Une chance minuscule, Claudia Pineiro
Une chance minuscule, mars 2017, trad. espagnol (Argentine) Romain Magras, 261 pages, 22 €
Ecrivain(s): Claudia Piñeiro Edition: Actes Sud
Absolument prenant. Au croisement – subtil mélange – du récit peut-être autobiographique ou pas loin, du thriller, du drame intimiste. Plongée en apnée au fond des composantes troublantes d’un « soi » qui n’est pas celui de n’importe qui. Vraie réussite que ce Une chance minuscule, peut-être parce qu’il est composé de tout ce qui définit la littérature, dans le vaste comme le simple : d’abord une histoire racontée, des personnages et situations qu’on enfourche sans redescendre, et puis, une écriture et une architecture. Sans oublier une musique, un rythme, qu’on n’oubliera pas…
En Argentine, de nos jours – ce n’est pas sans intérêt – mais transférable partout, pour peu qu’on reste dans une bourgeoisie bienséante et catholique. Une famille, maison, école – le chic collège Saint Peter dans le grand Buenos Aires ; la femme qui parle y enseigne un peu pour s’occuper sans doute et son fils y est scolarisé. Usages précisément détaillés de riches contemporains comme il en est ailleurs. Elle s’ennuie et le mari – chirurgien – amasse. Terre et ciel, comme on dit de certains. Des familles en arrière-plan, la sienne, modeste, bercée par Piazzolla, celle de l’époux, abondante, quelque peu invasive, se voulant protectrice comme on sait l’être en Amérique Latine. Un seul enfant, un garçon, le héros-double, reflet présent/absent de l’histoire de sa mère.
C’est le récit de Maria Elena, nom qui était le sien quand elle vivait en Argentine, mais aussi de Mary Lohan, celle qu’elle est devenue en vivant à Boston (« la vie que je me suis construite à Boston lorsque j’ai cessé d’être celle que j’étais »).
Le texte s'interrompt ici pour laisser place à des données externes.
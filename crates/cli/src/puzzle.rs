//! On-disk puzzle format (JSON) and conversion into the core model.
//!
//! Self-loop injection is a file-level switch (`add_self_loops`, default
//! on, matching the common "pressing a node bumps itself" convention);
//! the engine itself never adds edges.

use anyhow::{Context, Result};
use serde::{Deserialize, Serialize};
use std::path::Path;

use modgraph::graph::{Edge, GraphModel};

fn default_self_loops() -> bool {
    true
}

/// A complete puzzle instance as stored on disk.
#[derive(Clone, Debug, Serialize, Deserialize)]
pub struct PuzzleFile {
    pub node_count: usize,
    pub modulus: u32,
    /// Directed edges as `[from, to]` pairs, 0-indexed.
    pub edges: Vec<(usize, usize)>,
    pub initial: Vec<u32>,
    pub goal: Vec<u32>,
    #[serde(default = "default_self_loops")]
    pub add_self_loops: bool,
}

impl PuzzleFile {
    pub fn load(path: &Path) -> Result<Self> {
        let text = std::fs::read_to_string(path)
            .with_context(|| format!("reading puzzle file {}", path.display()))?;
        let puzzle: PuzzleFile = serde_json::from_str(&text)
            .with_context(|| format!("parsing puzzle file {}", path.display()))?;
        Ok(puzzle)
    }

    pub fn save(&self, path: &Path) -> Result<()> {
        if let Some(parent) = path.parent() {
            if !parent.as_os_str().is_empty() {
                std::fs::create_dir_all(parent)?;
            }
        }
        std::fs::write(path, serde_json::to_vec_pretty(self)?)
            .with_context(|| format!("writing puzzle file {}", path.display()))?;
        Ok(())
    }

    /// Build the immutable model, applying the self-loop policy.
    pub fn build_model(&self) -> Result<GraphModel> {
        let mut edges: Vec<Edge> = self
            .edges
            .iter()
            .map(|&(from, to)| Edge::new(from, to))
            .collect();
        if self.add_self_loops {
            edges.extend(Edge::self_loops(self.node_count));
        }
        let model = GraphModel::new(self.node_count, self.modulus, &edges)?;
        Ok(model)
    }
}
A ce récit, s’adjoindront progressivement des bribes de celui de son fils.
Dès la première page, apparaît une drôle de facture de construction du récit, un court passage : « la barrière était abaissée. Elle freina, derrière deux autres voitures. Le signal d’alarme brisait le silence de l’après-midi… » ; on va retrouver plusieurs fois cet étrange intermède ; crème empoisonnée fourrant l’histoire ; à chaque fois, un peu plus long et plus explicite… un train, donc, une voiture et des enfants à l’intérieur…
Celle qui parle – la mère et l’Argentine d’antan – revient de nombreuses années après, à Buenos Aires, évaluer – on saura tout, du coup de ces usages nord américains de l’enseignement, et c’est intéressant – le collège Saint Peter, postulant pour un partenariat avec l’école de Boston, son personnel, ses méthodes. « Quand peut-on dire que l’on revient vraiment, que l’on foule à nouveau la terre où l’on est né ? ». Histoire d’un retour – qu’elle veut incognito ; tout le déroulé du récit est celui du pourquoi ? Et au fur et à mesure qu’on perçoit les réponses – en une approche émouvante, haletante, qu’on s’efforce de n’être en rien voyeuse – de tous les comment qui l’accompagnent. Histoire d’une fuite, d’un départ obligé, sorte de substitut au suicide, avec un gamin de six ans, flouté au fond de l’écran. Histoire d’une culpabilité et dans le même temps, montée en puissance de la volonté impérieuse de se justifier, et d’affronter les faits. Histoire donc, d’une maturité, d’une marche vers une renaissance plus que passionnante pour nous. D’aucuns liront le chemin de Maria-Mary comme celui d’ une résilience. Indices multiples et férocement pointilleux des traces de sa vie antérieure – Claudia Pineiro a cette forte capacité descriptive qui fait défaut dans tant de livres – vie de femme et de jeune mère, mais bien autant, vie de petite fille à la mère « fatiguée », comme on dit pudiquement, réveillée par des chauves-souris – pardon, des crottes – sur un balcon, tant d’années après. Touches, comme celles d’un pinceau qui peu à peu dévoile la toile impressionniste plus que franchement réaliste et son sujet. Superbe maestria tant narrative que littéraire du bâti progressif de la femme autre, et la même pourtant.
Au cours de l’évaluation du personnel du collège « le professeur d’histoire… Federico Lauria, son nom que je ne connais que trop… sa main qui s’approche tout près de la mienne, pour effectuer quelque chose de tellement banal, me donner un stylo qui vient de tomber par terre… Une main que j’ai connue et que je reconnais encore aujourd’hui… il me salue et s’en va. Mon fils s’en va ».
Lire, on l’aura compris, comme une urgence littéraire et bien autant humaine Une chance minuscule, sans doute un des roman–récits, ou récit-romans les plus forts de la saison.